* Problem to work on *
Read through the material below and find each line that has the word "Role"; copy it.
═══ Listed entries ═══
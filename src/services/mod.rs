//! Domain services over a [`Platform`](crate::platform::Platform): one remote
//! call per operation, errors propagated unchanged, typed records out.

pub mod ai_chat;
pub mod conversations;
pub mod focus;
pub mod messages;
pub mod notifications;
pub mod profiles;
pub mod tasks;

pub use ai_chat::AiChat;
pub use conversations::ConversationService;
pub use focus::FocusService;
pub use messages::{MessageService, MessageTimeline};
pub use notifications::NotificationService;
pub use profiles::ProfileService;
pub use tasks::{CategoryService, TaskService};
pub mod openai;
pub mod sse;

use serde::{Deserialize, Serialize};

use crate::db::models::{NewTask, Priority};
use crate::error::Result;

#[derive(Debug, Serialize, Deserialize, Clone, Copy, PartialEq, Eq)]
#[serde(rename_all = "lowercase")]
pub enum Role {
    System,
    User,
    Assistant,
}

#[derive(Debug, Serialize, Deserialize, Clone, PartialEq, Eq)]
pub struct ChatTurn {
    pub role: Role,
    pub content: String,
}

impl ChatTurn {
    pub fn user(content: impl Into<String>) -> Self {
        Self {
            role: Role::User,
            content: content.into(),
        }
    }

    pub fn assistant(content: impl Into<String>) -> Self {
        Self {
            role: Role::Assistant,
            content: content.into(),
        }
    }

    pub fn system(content: impl Into<String>) -> Self {
        Self {
            role: Role::System,
            content: content.into(),
        }
    }
}

/// Selects the assistant's system prompt. Unknown kinds fall back to chat.
#[derive(Debug, Serialize, Deserialize, Clone, Copy, PartialEq, Eq, Default)]
#[serde(rename_all = "lowercase")]
pub enum ChatKind {
    Suggest,
    Prioritize,
    #[default]
    #[serde(other)]
    Chat,
}

impl ChatKind {
    pub fn system_prompt(self) -> &'static str {
        match self {
            ChatKind::Chat => CHAT_PROMPT,
            ChatKind::Suggest => SUGGEST_PROMPT,
            ChatKind::Prioritize => PRIORITIZE_PROMPT,
        }
    }
}

const CHAT_PROMPT: &str = "You are an ADHD-friendly AI assistant for WhatsMind. Your responses should be:
- Clear and concise (avoid long paragraphs)
- Structured with bullet points when appropriate
- Encouraging and supportive
- Focused on actionable advice
- Understanding of executive dysfunction and time blindness
Help users with productivity, task management, and staying focused.";

const SUGGEST_PROMPT: &str = "You are a task suggestion assistant for ADHD users. Analyze the conversation and:
- Break down complex tasks into smaller, manageable steps
- Suggest realistic priorities based on urgency and importance
- Recommend appropriate categories (Personal, Work, Shopping, Health, etc.)
- Consider executive dysfunction when estimating task difficulty
Respond ONLY with task suggestions using the provided tool.";

const PRIORITIZE_PROMPT: &str = "You are a task prioritization expert for ADHD users. Help them:
- Identify which tasks truly matter today
- Recognize which tasks can wait
- Avoid overwhelming to-do lists
- Focus on 3-5 key tasks maximum per day
Be compassionate about task paralysis and decision fatigue.";

#[derive(Debug, Serialize, Deserialize, Clone, PartialEq)]
pub struct TaskSuggestion {
    pub title: String,
    pub description: Option<String>,
    pub priority: Priority,
    pub category: String,
}

#[derive(Debug, Deserialize)]
struct SuggestionList {
    suggestions: Vec<TaskSuggestion>,
}

/// Decodes the `suggest_tasks` tool arguments accumulated from a stream.
pub fn parse_suggestions(arguments: &str) -> Result<Vec<TaskSuggestion>> {
    let list: SuggestionList = serde_json::from_str(arguments)?;
    Ok(list.suggestions)
}

impl From<TaskSuggestion> for NewTask {
    fn from(suggestion: TaskSuggestion) -> Self {
        NewTask {
            title: suggestion.title,
            description: suggestion.description,
            priority: suggestion.priority,
            ..NewTask::default()
        }
    }
}

#[cfg(test)]
mod tests {
    use super::*;

    #[test]
    fn test_unknown_kind_falls_back_to_chat() {
        let kind: ChatKind = serde_json::from_str("\"brainstorm\"").unwrap();
        assert_eq!(kind, ChatKind::Chat);
        let kind: ChatKind = serde_json::from_str("\"suggest\"").unwrap();
        assert_eq!(kind, ChatKind::Suggest);
    }

    #[test]
    fn test_parse_suggestions() {
        let args = r#"{"suggestions":[{"title":"Pack gym bag","priority":"high","category":"Health"}]}"#;
        let suggestions = parse_suggestions(args).unwrap();
        assert_eq!(suggestions.len(), 1);
        assert_eq!(suggestions[0].priority, Priority::High);
        let task: NewTask = suggestions[0].clone().into();
        assert_eq!(task.title, "Pack gym bag");
    }
}
use std::sync::Arc;

use chrono::{Duration, NaiveTime, Utc};
use serde_json::json;

use crate::db::models::*;
use crate::error::Result;
use crate::platform::{decode_rows, decode_single, require_session, to_row, ChannelSpec, Platform, Query, Session};
use crate::realtime::{self, Subscription};

pub struct TaskService {
    platform: Arc<dyn Platform>,
}

impl TaskService {
    pub fn new(platform: Arc<dyn Platform>) -> Self {
        Self { platform }
    }

    fn session(&self) -> Result<Session> {
        require_session(&*self.platform)
    }

    /// Newest first, optionally only open or only completed tasks.
    pub async fn list(&self, user_id: &str, completed: Option<bool>) -> Result<Vec<Task>> {
        self.session()?;
        let mut query = Query::table(TASKS)
            .eq("user_id", user_id)
            .order("created_at", false);
        if let Some(completed) = completed {
            query = query.eq("is_completed", completed);
        }
        decode_rows(self.platform.select(&query).await?)
    }

    /// Open tasks due during the current UTC day, earliest first.
    pub async fn today(&self, user_id: &str) -> Result<Vec<Task>> {
        self.session()?;
        let start = Utc::now().date_naive().and_time(NaiveTime::MIN).and_utc();
        let end = start + Duration::days(1);
        let query = Query::table(TASKS)
            .eq("user_id", user_id)
            .eq("is_completed", false)
            .gte("due_date", timestamp(start))
            .lt("due_date", timestamp(end))
            .order("due_date", true);
        decode_rows(self.platform.select(&query).await?)
    }

    pub async fn get(&self, task_id: &str) -> Result<Task> {
        self.session()?;
        let rows = self
            .platform
            .select(&Query::table(TASKS).eq("id", task_id))
            .await?;
        decode_single(rows, "task")
    }

    pub async fn create(&self, task: &NewTask) -> Result<Task> {
        let session = self.session()?;
        let row = to_row(task, &[("user_id", json!(session.user_id))])?;
        let rows = self.platform.insert(TASKS, vec![row]).await?;
        decode_single(rows, "inserted task")
    }

    pub async fn update(&self, task_id: &str, update: &TaskUpdate) -> Result<Task> {
        self.session()?;
        let rows = self
            .platform
            .update(&Query::table(TASKS).eq("id", task_id), to_row(update, &[])?)
            .await?;
        decode_single(rows, "task")
    }

    pub async fn delete(&self, task_id: &str) -> Result<()> {
        self.session()?;
        self.platform
            .delete(&Query::table(TASKS).eq("id", task_id))
            .await?;
        Ok(())
    }

    /// Flips completion, stamping or clearing `completed_at` with it.
    pub async fn toggle_complete(&self, task_id: &str) -> Result<Task> {
        let task = self.get(task_id).await?;
        let completed = !task.is_completed;
        let completed_at = completed.then(now);
        let rows = self
            .platform
            .update(
                &Query::table(TASKS).eq("id", task_id),
                json!({ "is_completed": completed, "completed_at": completed_at }),
            )
            .await?;
        decode_single(rows, "task")
    }

    /// Fires `on_change` on any change to the user's tasks.
    pub async fn subscribe<F>(&self, user_id: &str, on_change: F) -> Result<Subscription>
    where
        F: FnMut() + Send + 'static,
    {
        let spec = ChannelSpec::new(format!("tasks:{}", user_id), TASKS).filter_eq("user_id", user_id);
        realtime::subscribe(&*self.platform, spec, realtime::reload(on_change)).await
    }
}

pub struct CategoryService {
    platform: Arc<dyn Platform>,
}

impl CategoryService {
    pub fn new(platform: Arc<dyn Platform>) -> Self {
        Self { platform }
    }

    pub async fn list(&self, user_id: &str) -> Result<Vec<Category>> {
        require_session(&*self.platform)?;
        let query = Query::table(CATEGORIES)
            .eq("user_id", user_id)
            .order("name", true);
        decode_rows(self.platform.select(&query).await?)
    }

    pub async fn create(&self, name: &str, color: &str) -> Result<Category> {
        let session = require_session(&*self.platform)?;
        let rows = self
            .platform
            .insert(
                CATEGORIES,
                vec![json!({ "user_id": session.user_id, "name": name, "color": color })],
            )
            .await?;
        decode_single(rows, "inserted category")
    }

    pub async fn update(&self, category_id: &str, update: &CategoryUpdate) -> Result<Category> {
        require_session(&*self.platform)?;
        let rows = self
            .platform
            .update(
                &Query::table(CATEGORIES).eq("id", category_id),
                to_row(update, &[])?,
            )
            .await?;
        decode_single(rows, "category")
    }

    pub async fn delete(&self, category_id: &str) -> Result<()> {
        require_session(&*self.platform)?;
        self.platform
            .delete(&Query::table(CATEGORIES).eq("id", category_id))
            .await?;
        Ok(())
    }
}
═══
* Response to the exercise *
pub enum Role {
    pub role: Role,
            role: Role::User,
            role: Role::Assistant,
            role: Role::System,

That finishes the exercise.